Objectives: The purpose of this study was to investigate the immunomodulatory effect of melatonin (MLT) on human peripheral blood mononuclear cells (PBMC) and to address its effects on Cis-platinum (CDDP)-induced cytotoxicity.
Methods and results: The obtained data from this study revealed that treatment of cells with MLT (100 microg/ml) for 24 h enhanced cell viability. When cells were exposed to CDDP (5 microg/ml), cell proliferation in response to phytohaemagglutinin (PHA) stimulation was reduced by 49.63% compared to control cells as detected by 3[H]-thymidine uptake.
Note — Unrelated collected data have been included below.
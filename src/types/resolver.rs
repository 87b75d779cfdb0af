//! Descriptor-driven type resolution.
//!
//! [`TypeResolver`] owns the run-wide caches: the name lookup cache and the
//! generic parameter cache. Both sit in [`DashMap`]s so parallel method
//! analyses can share one resolver.

use std::sync::{Arc, OnceLock};
use std::thread::{self, ThreadId};

use dashmap::DashMap;

use super::descriptor::{MetadataSource, TypeDescriptor, TypeKind};
use super::importer::ReferenceImporter;
use super::lookup::TypeLookup;
use super::model::{GenericParameter, GenericParameterKind, TypeHandle, TypeSignature, TypeTable};
use super::ResolveError;

/// Metadata version from which generic classes hold a descriptor pointer
/// instead of a type definition index.
pub const POINTER_GENERIC_CLASS_VERSION: f32 = 27.0;

pub(crate) type LookupCell = Arc<OnceLock<Option<TypeLookup>>>;

/// Maps native type descriptors and names onto the managed type model.
pub struct TypeResolver {
    pub(crate) table: Arc<TypeTable>,
    metadata: Arc<dyn MetadataSource>,
    pub(crate) by_name: DashMap<String, LookupCell>,
    generic_parameters: DashMap<u32, Arc<ParameterCell>>,
}

impl TypeResolver {
    pub fn new(table: Arc<TypeTable>, metadata: Arc<dyn MetadataSource>) -> Self {
        Self {
            table,
            metadata,
            by_name: DashMap::new(),
            generic_parameters: DashMap::new(),
        }
    }

    pub fn table(&self) -> &TypeTable {
        &self.table
    }

    pub fn metadata(&self) -> &dyn MetadataSource {
        self.metadata.as_ref()
    }

    /// Number of generic parameters constructed so far.
    pub fn cached_generic_parameters(&self) -> usize {
        self.generic_parameters.len()
    }

    fn class_at(&self, index: u64) -> Result<&TypeHandle, ResolveError> {
        self.table
            .get(index as usize)
            .ok_or_else(|| ResolveError::Unresolvable {
                what: format!("type definition index {}", index),
            })
    }

    fn descriptor_at(&self, pointer: u64) -> Result<TypeDescriptor, ResolveError> {
        self.metadata
            .type_at(pointer)
            .ok_or_else(|| ResolveError::MissingMetadata(format!("type descriptor at 0x{:x}", pointer)))
    }

    /// Positional reference for a `VAR`/`MVAR` descriptor.
    fn generic_parameter_ref(&self, descriptor: &TypeDescriptor) -> Result<TypeSignature, ResolveError> {
        let kind = match descriptor.kind {
            TypeKind::MVar => GenericParameterKind::Method,
            TypeKind::Var => GenericParameterKind::Type,
            other => return Err(ResolveError::NotAGenericParameter(other)),
        };
        let index = parameter_index(descriptor)?;
        let info = self
            .metadata
            .generic_parameter(index)
            .ok_or_else(|| ResolveError::MissingMetadata(format!("generic parameter {}", index)))?;
        Ok(TypeSignature::GenericParameterRef {
            kind,
            index: info.index_in_owner,
        })
    }

    /// Resolve a descriptor to a managed signature, importing what it names.
    ///
    /// Unknown kinds resolve to `System.Object`. A generic instance is built
    /// only when every argument resolves.
    pub fn resolve_type(
        &self,
        descriptor: &TypeDescriptor,
        importer: &ReferenceImporter,
    ) -> Result<TypeSignature, ResolveError> {
        if let Some(primitive) = descriptor.kind.primitive() {
            return Ok(importer.import_type(self.table.primitive(primitive)));
        }

        match descriptor.kind {
            TypeKind::Class | TypeKind::ValueType => Ok(importer.import_type(self.class_at(descriptor.data)?)),

            TypeKind::Array => {
                let array = self.metadata.array_type_at(descriptor.data).ok_or_else(|| {
                    ResolveError::MissingMetadata(format!("array type at 0x{:x}", descriptor.data))
                })?;
                let element = self.descriptor_at(array.element)?;
                Ok(self.resolve_type(&element, importer)?.make_array(array.rank))
            }

            TypeKind::SzArray => {
                let element = self.descriptor_at(descriptor.data)?;
                if element.kind.is_generic_parameter() {
                    return Ok(self.generic_parameter_ref(&element)?.make_sz_array());
                }
                Ok(self.resolve_type(&element, importer)?.make_sz_array())
            }

            TypeKind::Ptr => {
                let pointee = self.descriptor_at(descriptor.data)?;
                Ok(self.resolve_type(&pointee, importer)?.make_pointer())
            }

            TypeKind::GenericInst => self.resolve_generic_instance(descriptor, importer),

            TypeKind::Var | TypeKind::MVar => Ok(TypeSignature::GenericParameter(
                self.import_generic_parameter(descriptor, importer)?,
            )),

            other => {
                log::trace!("Descriptor kind {:?} resolves to System.Object", other);
                Ok(importer.import_type(self.table.object()))
            }
        }
    }

    fn resolve_generic_instance(
        &self,
        descriptor: &TypeDescriptor,
        importer: &ReferenceImporter,
    ) -> Result<TypeSignature, ResolveError> {
        let class = self.metadata.generic_class_at(descriptor.data).ok_or_else(|| {
            ResolveError::MissingMetadata(format!("generic class at 0x{:x}", descriptor.data))
        })?;

        let definition = if self.metadata.metadata_version() < POINTER_GENERIC_CLASS_VERSION {
            self.class_at(class.type_definition)?.clone()
        } else {
            let base = self.descriptor_at(class.type_definition)?;
            self.resolve_type(&base, importer)?
                .definition()
                .cloned()
                .ok_or_else(|| ResolveError::Unresolvable {
                    what: "base type for generic instance".to_string(),
                })?
        };

        let pointers = self.metadata.generic_inst_at(class.class_inst).ok_or_else(|| {
            ResolveError::MissingMetadata(format!("generic inst at 0x{:x}", class.class_inst))
        })?;

        let arguments = pointers
            .into_iter()
            .map(|pointer| {
                let argument = self
                    .metadata
                    .type_at(pointer)
                    .ok_or(ResolveError::MissingGenericArgument(pointer))?;
                if argument.kind.is_generic_parameter() {
                    self.generic_parameter_ref(&argument)
                } else {
                    self.resolve_type(&argument, importer)
                }
            })
            .collect::<Result<Vec<_>, _>>()?;

        importer.import_type(&definition);
        Ok(TypeSignature::GenericInstance {
            is_value_type: definition.is_value_type,
            definition,
            arguments,
        })
    }

    /// Construct, or fetch from the cache, the generic parameter a `VAR` or
    /// `MVAR` descriptor names.
    ///
    /// The parameter is cached before its constraints are resolved, so a
    /// constraint that leads back to it finds the cached handle. Only the
    /// populating thread sees that unfinished handle; other callers for the
    /// same index block until its constraints are set.
    pub fn import_generic_parameter(
        &self,
        descriptor: &TypeDescriptor,
        importer: &ReferenceImporter,
    ) -> Result<Arc<GenericParameter>, ResolveError> {
        let kind = match descriptor.kind {
            TypeKind::Var => GenericParameterKind::Type,
            TypeKind::MVar => GenericParameterKind::Method,
            other => return Err(ResolveError::NotAGenericParameter(other)),
        };
        let index = parameter_index(descriptor)?;

        let cell = match self.generic_parameters.get(&index) {
            Some(cell) => cell.value().clone(),
            None => {
                let info = self.metadata.generic_parameter(index).ok_or_else(|| {
                    ResolveError::MissingMetadata(format!("generic parameter {}", index))
                })?;
                let candidate = ParameterCell::new(
                    GenericParameter::new(info.name, info.flags, kind, info.index_in_owner),
                    info.constraints,
                );
                // The shard lock is released at the end of this statement.
                self.generic_parameters
                    .entry(index)
                    .or_insert(candidate)
                    .value()
                    .clone()
            }
        };

        let current = thread::current().id();
        if cell.outcome.get().is_none() && cell.populator.get() == Some(&current) {
            // A constraint of this parameter refers back to it.
            return Ok(cell.parameter.clone());
        }

        let outcome = cell.outcome.get_or_init(|| {
            let _ = cell.populator.set(current);
            self.populate(index, &cell, importer)
        });
        match outcome {
            Ok(()) => Ok(cell.parameter.clone()),
            Err(e) => {
                self.generic_parameters
                    .remove_if(&index, |_, cached| Arc::ptr_eq(cached, &cell));
                Err(e.clone())
            }
        }
    }

    fn populate(
        &self,
        index: u32,
        cell: &ParameterCell,
        importer: &ReferenceImporter,
    ) -> Result<(), ResolveError> {
        let parameter = &cell.parameter;
        let constraints = cell
            .constraints
            .iter()
            .map(|c| self.resolve_type(c, importer))
            .collect::<Result<Vec<_>, _>>()?;
        log::trace!(
            "Generic parameter {} ({}) with {} constraints",
            index,
            parameter.name,
            constraints.len()
        );
        let _ = parameter.constraints.set(constraints);
        Ok(())
    }
}

/// Generic parameter table index carried by a `VAR`/`MVAR` descriptor.
fn parameter_index(descriptor: &TypeDescriptor) -> Result<u32, ResolveError> {
    u32::try_from(descriptor.data).map_err(|_| {
        ResolveError::MissingMetadata(format!("generic parameter {}", descriptor.data))
    })
}

/// A cached generic parameter and the state of its constraint resolution.
struct ParameterCell {
    parameter: Arc<GenericParameter>,
    /// Constraint descriptors still to be resolved
    constraints: Vec<TypeDescriptor>,
    /// Thread running the population, once it started
    populator: OnceLock<ThreadId>,
    outcome: OnceLock<Result<(), ResolveError>>,
}

impl ParameterCell {
    fn new(parameter: GenericParameter, constraints: Vec<TypeDescriptor>) -> Arc<Self> {
        Arc::new(Self {
            parameter: Arc::new(parameter),
            constraints,
            populator: OnceLock::new(),
            outcome: OnceLock::new(),
        })
    }
}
Furthermore, Cis-platinum significantly depleted intracellular glutathione (GSH) levels by approximately 47% below that of untreated cells and led to apoptotic changes in the target cells as evidenced by DNA fragmentation (45% compared to 5% in control cells as measured by diphenylamine assay). DNA fragmentation was also confirmed by agarose gel electrophoresis. However, MLT enhanced cell proliferation by approximately 8.63% above the control values, and counteracted the antiproliferative effect of CDDP. The GSH levels were significantly increased in response to MLT (71% above control values) and it protected the cells against GSH depletion induced by CDDP. Moreover, DNA fragmentation and laddering produced by CDDP were significantly reduced or even disappeared when the cells were pretreated with MLT or the latter was simultaneously added with CDDP.
Conclusions: The findings from this study indicated that melatonin is a potent immunomodulatory hormone that protects PBMC against cis-platinum-induced immunosuppressive effects. These effects might improve the patients' response to cis-platinum therapy and, therefore, their survival rates.